The workspace is the center of the desktop experience. It is the place where the operator sees the agent's context, the attached capabilities, and the state that should survive across sessions.

What a workspace represents

At the product level, a workspace is a stable operating context. It gives an agent:

  • its instructions
  • its apps and capabilities
  • its integrations (connected external accounts that apps use)
  • its skills (agent behaviors and instruction packs)
  • its session and continuity state
  • its memory and outputs
  • its model and provider settings

That means the desktop is not just opening a folder. It is opening a complete operating environment.

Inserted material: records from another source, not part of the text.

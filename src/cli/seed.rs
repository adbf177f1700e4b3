//! Seed command implementation

use anyhow::Result;

use questboard::gamification::catalog;

use super::Context;

/// Insert the built-in badges and missions that are not present yet
pub fn seed_command(ctx: &Context) -> Result<()> {
    let now = chrono::Utc::now();
    let summary = ctx.db.write(|tx| catalog::seed(tx, now))?;

    println!(
        "Added {} of {} badges and {} of {} missions.",
        summary.badges_added,
        catalog::BADGES.len(),
        summary.missions_added,
        catalog::MISSIONS.len()
    );
    Ok(())
}
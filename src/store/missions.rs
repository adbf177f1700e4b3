//! Mission definitions

use chrono::{DateTime, Utc};
use rusqlite::{Connection, OptionalExtension, Row, params};

use super::{enum_col, from_ms, to_ms, u32_col};
use crate::error::{EngineError, Result};
use crate::models::{Action, Mission, MissionType, Requirement, ResetCadence};

const MISSION_COLUMNS: &str = "id, title, mission_type, xp_reward, badge_reward, requirement, \
     reset_cadence, active, starts_at, ends_at";

fn map_mission(row: &Row<'_>) -> rusqlite::Result<Mission> {
    let requirement: String = row.get(5)?;
    let requirement = Requirement::from_json(&requirement).map_err(|e| {
        rusqlite::Error::FromSqlConversionFailure(5, rusqlite::types::Type::Text, Box::new(e))
    })?;
    let starts_at: Option<i64> = row.get(8)?;
    let ends_at: Option<i64> = row.get(9)?;
    Ok(Mission {
        id: row.get(0)?,
        title: row.get(1)?,
        mission_type: enum_col(row, 2, MissionType::from_db)?,
        xp_reward: u32_col(row, 3)?,
        badge_reward: row.get(4)?,
        requirement,
        reset_cadence: enum_col(row, 6, ResetCadence::from_db)?,
        active: row.get(7)?,
        starts_at: starts_at.map(from_ms),
        ends_at: ends_at.map(from_ms),
    })
}

fn badge_exists(conn: &Connection, badge_id: &str) -> Result<bool> {
    let found = conn
        .query_row("SELECT 1 FROM badges WHERE id = ?1", [badge_id], |_| Ok(()))
        .optional()?;
    Ok(found.is_some())
}

/// Insert a validated mission unless one with the same id exists.
/// Returns whether a row was written.
pub fn insert_if_absent(conn: &Connection, mission: &Mission, now: DateTime<Utc>) -> Result<bool> {
    mission.validate()?;
    if let Some(badge) = &mission.badge_reward {
        if !badge_exists(conn, badge)? {
            return Err(EngineError::UnknownBadge(badge.clone()));
        }
    }

    let inserted = conn.execute(
        "INSERT OR IGNORE INTO missions (id, title, mission_type, xp_reward, badge_reward, \
         requirement, action, reset_cadence, active, starts_at, ends_at, created_at) \
         VALUES (?1, ?2, ?3, ?4, ?5, ?6, ?7, ?8, ?9, ?10, ?11, ?12)",
        params![
            mission.id,
            mission.title,
            mission.mission_type.as_str(),
            mission.xp_reward,
            mission.badge_reward,
            mission.requirement.to_json()?,
            mission.requirement.action().as_str(),
            mission.reset_cadence.as_str(),
            mission.active,
            mission.starts_at.map(to_ms),
            mission.ends_at.map(to_ms),
            to_ms(now),
        ],
    )?;
    Ok(inserted > 0)
}

pub fn get(conn: &Connection, id: &str) -> Result<Option<Mission>> {
    let mission = conn
        .query_row(
            &format!("SELECT {MISSION_COLUMNS} FROM missions WHERE id = ?1"),
            [id],
            map_mission,
        )
        .optional()?;
    Ok(mission)
}

/// Load a mission or fail with [`EngineError::UnknownMission`]
pub fn require(conn: &Connection, id: &str) -> Result<Mission> {
    get(conn, id)?.ok_or_else(|| EngineError::UnknownMission(id.to_string()))
}

pub fn list(conn: &Connection) -> Result<Vec<Mission>> {
    let mut stmt = conn.prepare(&format!(
        "SELECT {MISSION_COLUMNS} FROM missions ORDER BY created_at ASC, id ASC"
    ))?;
    let missions = stmt
        .query_map([], map_mission)?
        .collect::<rusqlite::Result<Vec<_>>>()?;
    Ok(missions)
}

/// Active missions driven by `action`, in definition order
pub fn for_action(conn: &Connection, action: Action) -> Result<Vec<Mission>> {
    let mut stmt = conn.prepare(&format!(
        "SELECT {MISSION_COLUMNS} FROM missions WHERE action = ?1 AND active = 1 \
         ORDER BY created_at ASC, id ASC"
    ))?;
    let missions = stmt
        .query_map([action.as_str()], map_mission)?
        .collect::<rusqlite::Result<Vec<_>>>()?;
    Ok(missions)
}

/// Ids of every mission with the given reset cadence, active or not
pub fn ids_with_cadence(conn: &Connection, cadence: ResetCadence) -> Result<Vec<String>> {
    let mut stmt =
        conn.prepare("SELECT id FROM missions WHERE reset_cadence = ?1 ORDER BY id ASC")?;
    let ids = stmt
        .query_map([cadence.as_str()], |row| row.get(0))?
        .collect::<rusqlite::Result<Vec<String>>>()?;
    Ok(ids)
}

pub fn set_active(conn: &Connection, id: &str, active: bool) -> Result<()> {
    let updated = conn.execute(
        "UPDATE missions SET active = ?1 WHERE id = ?2",
        params![active, id],
    )?;
    if updated == 0 {
        return Err(EngineError::UnknownMission(id.to_string()));
    }
    Ok(())
}

/// Replace a mission's requirement after validating it against the
/// mission's type. Existing progress is kept.
pub fn update_requirement(conn: &Connection, id: &str, requirement: &Requirement) -> Result<()> {
    let mut mission = require(conn, id)?;
    mission.requirement = requirement.clone();
    mission.validate()?;
    conn.execute(
        "UPDATE missions SET requirement = ?1, action = ?2 WHERE id = ?3",
        params![requirement.to_json()?, requirement.action().as_str(), id],
    )?;
    Ok(())
}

What the desktop should make visible

The best desktop workspace experience makes the important things obvious without forcing the operator into raw files too early:

AreaWhat it should answerWhy it matters
Workspace identityWhich workspace am I looking at?Prevents accidental edits in the wrong context.
Active configurationWhat model, provider, and runtime settings are in effect?Determines behavior during the next run.
Apps and capabilitiesWhat can this workspace do right now?Shows the agent's actual tool surface.
IntegrationsWhich external accounts are connected?Determines whether apps can access services like Gmail, GitHub, or Twitter.
Session stateWhat happened most recently?Helps you continue work without starting over.
Durable memoryWhat should persist beyond one run?Keeps important context from being lost.
OutputsWhat has this workspace produced?Gives you reviewable results instead of hidden side effects.

How the experience should feel

The goal is not to expose every internal file in the first screen. The goal is to help you answer three questions quickly:

  1. What is this worker for?
  2. What can it do right now?
  3. What changed since the last time I opened it?

That is why the desktop should emphasize the workspace summary, the available apps, the current model configuration, and recent activity first. Raw files, logs, and advanced diagnostics are useful, but they should come after the operator can already orient themselves.

Daily workflow

  1. Open the workspace
    Start by selecting the worker context you want to inspect or continue.
  2. Check the active capabilities
    Confirm which apps, skills, and tools are available before you run anything important.
  3. Review recent state
    Look at the latest outputs, memory updates, and session history to understand what changed.
  4. Adjust configuration if needed
    Update the model or provider settings before starting the next run.
  5. Continue the worker
    Launch or resume the worker with the confidence that the workspace context is still intact.

A good workspace UI avoids two extremes

  • It should not hide the important state behind too many nested screens.
  • It should not drown the operator in raw files before they need them.

Holaboss works best when the desktop treats the workspace as a living operating environment: visible, inspectable, and editable, but still organized around the operator's decisions instead of around the repository layout.